If you’ve spent much time around recovering folks, you’ve no doubt heard references to the dangers inherent in holding on to resentments.

Definition: “bitter indignation at having been treated unfairly.” It’s portrayed as a threat to sobriety, since resentments can serve as ready excuses for a return to substance use. Additionally, holding resentments, even if you stay sober, can be a ticket to unhappiness.

This case provides a good example.

Jim Irsay cites status as ‘white billionaire’ for 2014 arrest

The subject of the article is the owner of a National Football League team, arrested all the way back in 2014 for driving under the influence. He continues to insist he was innocent, the victim of prejudice, treated unfairly because he is a fabulously wealthy person of Caucasian descent.
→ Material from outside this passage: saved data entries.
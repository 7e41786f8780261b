// src/errors.rs

//! Crate-wide error type and result alias.

use thiserror::Error;

#[derive(Error, Debug)]
pub enum AutoreloadError {
    #[error("Configuration error: {0}")]
    Config(String),

    #[error("IO error: {0}")]
    Io(#[from] std::io::Error),

    #[error("TOML parsing error: {0}")]
    Toml(#[from] toml::de::Error),

    #[error("File watch error: {0}")]
    Watch(#[from] notify::Error),

    #[error("HTTP request failed: {0}")]
    Http(#[from] reqwest::Error),

    #[error("Reset endpoint {url} answered with status {status}")]
    HttpStatus {
        url: String,
        status: reqwest::StatusCode,
    },

    #[error(transparent)]
    Other(#[from] anyhow::Error),
}

pub use anyhow::Error;
pub type Result<T> = std::result::Result<T, AutoreloadError>;
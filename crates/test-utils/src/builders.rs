use autoreload::config::RelayConfig;

/// Builder for `RelayConfig` to simplify test setup.
pub struct RelayConfigBuilder {
    config: RelayConfig,
}

impl RelayConfigBuilder {
    pub fn new() -> Self {
        Self {
            config: RelayConfig::default(),
        }
    }

    /// Point the relay at a base URL, e.g. `MockServer::base_url()`.
    pub fn host(mut self, host: impl Into<String>) -> Self {
        self.config.host = host.into();
        self
    }

    pub fn reset_path(mut self, path: &str) -> Self {
        self.config.reset_path = path.to_string();
        self
    }

    pub fn username(mut self, username: &str) -> Self {
        self.config.username = username.to_string();
        self
    }

    pub fn password(mut self, password: &str) -> Self {
        self.config.password = password.to_string();
        self
    }

    pub fn timeout_secs(mut self, secs: u64) -> Self {
        self.config.request_timeout_secs = secs;
        self
    }

    pub fn build(self) -> RelayConfig {
        self.config
    }
}

impl Default for RelayConfigBuilder {
    fn default() -> Self {
        Self::new()
    }
}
I thought that was supposed to be an advantage in terms of not getting arrested.

A Maryland patrol officer once explained to me that his fellow officers disliked having to arrest a celebrity on a routine offense, since it attracted unwanted scrutiny, and the celeb in question simply hired a high-powered attorney who got him off anyway.
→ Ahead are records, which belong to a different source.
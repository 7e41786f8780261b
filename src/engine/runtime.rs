// src/engine/runtime.rs

use std::fmt;
use std::path::PathBuf;

use tokio::sync::mpsc;
use tracing::{debug, info, warn};

use crate::relay::ReloadBackend;

use super::{RelaySummary, RuntimeEvent, Shutdown};

/// Consumes `RuntimeEvent`s and relays each modification through a
/// `ReloadBackend`.
///
/// Shutdown is checked before every dequeue. A request already in flight is
/// awaited to completion; events still queued when shutdown arrives are
/// dropped.
pub struct Runtime<B: ReloadBackend> {
    backend: B,
    event_rx: mpsc::Receiver<RuntimeEvent>,
    shutdown: Shutdown,
    summary: RelaySummary,
}

impl<B: ReloadBackend> fmt::Debug for Runtime<B> {
    fn fmt(&self, f: &mut fmt::Formatter<'_>) -> fmt::Result {
        f.debug_struct("Runtime")
            .field("summary", &self.summary)
            .finish_non_exhaustive()
    }
}

impl<B: ReloadBackend> Runtime<B> {
    pub fn new(
        backend: B,
        event_rx: mpsc::Receiver<RuntimeEvent>,
        shutdown: Shutdown,
    ) -> Self {
        Self {
            backend,
            event_rx,
            shutdown,
            summary: RelaySummary::default(),
        }
    }

    /// Main event loop.
    ///
    /// Returns when shutdown is requested or every event sender has been
    /// dropped. Relay failures are logged and counted, never fatal, so this
    /// cannot fail.
    pub async fn run(mut self) -> RelaySummary {
        info!("autoreload runtime started");

        loop {
            let event = tokio::select! {
                biased;
                _ = self.shutdown.requested() => {
                    info!("shutdown requested, stopping runtime");
                    break;
                }
                event = self.event_rx.recv() => match event {
                    Some(e) => e,
                    None => {
                        info!("runtime event channel closed; exiting");
                        break;
                    }
                },
            };

            debug!(?event, "runtime received event");

            match event {
                RuntimeEvent::FileModified { path } => self.relay(path).await,
            }
        }

        let dropped = self.event_rx.len();
        if dropped > 0 {
            debug!(dropped, "discarding queued events on shutdown");
        }

        info!(
            relayed = self.summary.relayed,
            failed = self.summary.failed,
            "runtime exiting"
        );
        self.summary
    }

    async fn relay(&mut self, path: PathBuf) {
        info!("{} was modified. Requesting reload...", path.display());

        match self.backend.request_reload(path.clone()).await {
            Ok(()) => {
                self.summary.relayed += 1;
                debug!(path = ?path, "reload requested");
            }
            Err(err) => {
                self.summary.failed += 1;
                warn!(path = ?path, error = %err, "reload request failed; not retrying");
            }
        }
    }
}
The article doesn’t specify whether the driver took a breath test, but I know many drivers simply refuse. That throws the burden of proof onto a so-called field sobriety test, intended to “assess balance, coordination, and the ability of the driver to divide his attention to more than one task during the… test.”

This driver failed. In retrospect, he blames problems walking after a recent hip surgery. I suppose that accounts for the bottles of prescription medications found in the vehicle, and the results of the tox screen that revealed “oxycodone and hydrocodone as well as alprazolam…in his system at the time of his arrest.”

It likely doesn’t explain the almost $30K in cash police found in the vehicle. I bet that attracted their interest, especially alongside the drugs.

It’s hard to imagine any of the police officers I’ve known failing to arrest  a driver in the presence of all that evidence. Besides, he later pleaded guilty.

But now, he says that was simply because he wanted to get the whole thing over with.

Anyway, since that time, he’s openly acknowledged a history of substance addictions, and is presumably clean and sober. Good for him.

Still, he might want to take another look at some of those resentments.